I have done this on SCO , Mandrake, CentOS 4 to 7.

I should not have to struggle to figure out how set up Cloudstack in a small configuration with a few servers and a single public IP.

The documentation on networking is jumbled about and so unclear that I can only point out why it is not clear but can not figure out the truth sufficiently well to actually fix it. I still don't know where the sources for the drawings are kept even though I have asked several times.

It needs a team approach with someone who knows the truth and someone who can write it down so that someone who did not write the code can figure out what to do.

The biggest problem with programmers writing the user documentation is that they are so caught up in the exceptions and special cases. They spent a lot of time figuring out how to handle these oddball cases that they feel that these triumphs must be on the front page. They forget to explain the 95% case and lace the description of the main flow with notes about these interesting exceptions.
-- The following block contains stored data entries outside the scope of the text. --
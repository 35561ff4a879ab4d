//! Cooperative task queue with timers (setTimeout).
//!
//! Tasks run one at a time on the thread that drives the queue, against a
//! context owned by the caller. Time is virtual: it only moves when the driver
//! calls [`TaskQueue::advance`].

use parking_lot::Mutex;
use std::sync::Arc;
use tracing::trace;

/// A unit of work run against the queue's context.
pub type Task<C> = Box<dyn FnOnce(&mut C) + Send>;

/// Hooks the queue calls between tasks.
pub trait EventLoopContext {
    /// Runs after every task (mutation observer delivery and the like).
    fn perform_microtask_checkpoint(&mut self) {}
}

struct Timer<C> {
    due_ms: u64,
    seq: u64,
    label: &'static str,
    task: Task<C>,
}

struct Shared<C> {
    timers: Vec<Timer<C>>,
    next_seq: u64,
    now_ms: u64,
}

impl<C> Shared<C> {
    fn push(&mut self, delay_ms: u64, label: &'static str, task: Task<C>) {
        let seq = self.next_seq;
        self.next_seq += 1;
        self.timers.push(Timer {
            due_ms: self.now_ms.saturating_add(delay_ms),
            seq,
            label,
            task,
        });
    }

    /// Remove the earliest timer due at or before `until_ms`.
    fn pop_due(&mut self, until_ms: u64) -> Option<Timer<C>> {
        let index = self
            .timers
            .iter()
            .enumerate()
            .filter(|(_, t)| t.due_ms <= until_ms)
            .min_by_key(|(_, t)| (t.due_ms, t.seq))
            .map(|(i, _)| i)?;
        let timer = self.timers.swap_remove(index);
        self.now_ms = self.now_ms.max(timer.due_ms);
        Some(timer)
    }
}

/// Posts tasks to a [`TaskQueue`] from anywhere, including other threads.
pub struct TaskSender<C> {
    shared: Arc<Mutex<Shared<C>>>,
}

impl<C> Clone for TaskSender<C> {
    fn clone(&self) -> Self {
        Self {
            shared: self.shared.clone(),
        }
    }
}

impl<C> TaskSender<C> {
    /// Queue a task to run as soon as the queue is driven.
    pub fn post<F>(&self, label: &'static str, task: F)
    where
        F: FnOnce(&mut C) + Send + 'static,
    {
        self.post_delayed(label, 0, task);
    }

    /// Queue a task to run once `delay_ms` of queue time has passed.
    pub fn post_delayed<F>(&self, label: &'static str, delay_ms: u64, task: F)
    where
        F: FnOnce(&mut C) + Send + 'static,
    {
        trace!(label, delay_ms, "task posted");
        self.shared.lock().push(delay_ms, label, Box::new(task));
    }
}

/// Single-threaded task queue with a virtual millisecond clock.
pub struct TaskQueue<C> {
    shared: Arc<Mutex<Shared<C>>>,
}

impl<C: EventLoopContext> TaskQueue<C> {
    pub fn new() -> Self {
        Self {
            shared: Arc::new(Mutex::new(Shared {
                timers: Vec::new(),
                next_seq: 0,
                now_ms: 0,
            })),
        }
    }

    /// A handle for posting tasks.
    pub fn sender(&self) -> TaskSender<C> {
        TaskSender {
            shared: self.shared.clone(),
        }
    }

    /// Current queue time.
    pub fn now_ms(&self) -> u64 {
        self.shared.lock().now_ms
    }

    /// Number of queued tasks, due or not.
    pub fn pending(&self) -> usize {
        self.shared.lock().timers.len()
    }

    /// When the next task becomes due.
    pub fn next_due_ms(&self) -> Option<u64> {
        self.shared.lock().timers.iter().map(|t| t.due_ms).min()
    }

    /// Run every task that is due now, including tasks they post with no delay.
    pub fn run_until_idle(&self, context: &mut C) -> usize {
        let now = self.now_ms();
        self.run_until(context, now)
    }

    /// Move the clock forward, running each timer at its due time in order.
    pub fn advance(&self, context: &mut C, by_ms: u64) -> usize {
        let target = self.now_ms().saturating_add(by_ms);
        let ran = self.run_until(context, target);
        self.shared.lock().now_ms = target;
        ran
    }

    fn run_until(&self, context: &mut C, until_ms: u64) -> usize {
        let mut ran = 0;
        loop {
            // The lock is released before the task runs so it can post more tasks.
            let next = self.shared.lock().pop_due(until_ms);
            let Some(timer) = next else {
                break;
            };
            trace!(label = timer.label, due_ms = timer.due_ms, "running task");
            (timer.task)(context);
            context.perform_microtask_checkpoint();
            ran += 1;
        }
        ran
    }
}

impl<C: EventLoopContext> Default for TaskQueue<C> {
    fn default() -> Self {
        Self::new()
    }
}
That is not just true for Cloudstack but is a general problem with documentation just because we are all human.

They also forget that the user does not want to be an expert in the topic but wants to know enough to get the thing running. The user has a lot of other problems and does not to become a developer in order to get this to work.

In my case, I really need to get some internal applications (accounting, SCM, issue tracking, Maven repo, 20 web sites etc.) running on virtual machines in an environment that is easy to manage. I want to support clients who I am supporting as users of other systems - just want simple low volume services to support my supporting of their users.

I only expect to have 4 servers, one NIC per machine to support 1 transaction per second on a busy day I may get down to 2 servers if Cloudstack works well and allows me to manage test servers and run docker nicely.

I do not want to know enough to be the network administrator at Google or Amazon.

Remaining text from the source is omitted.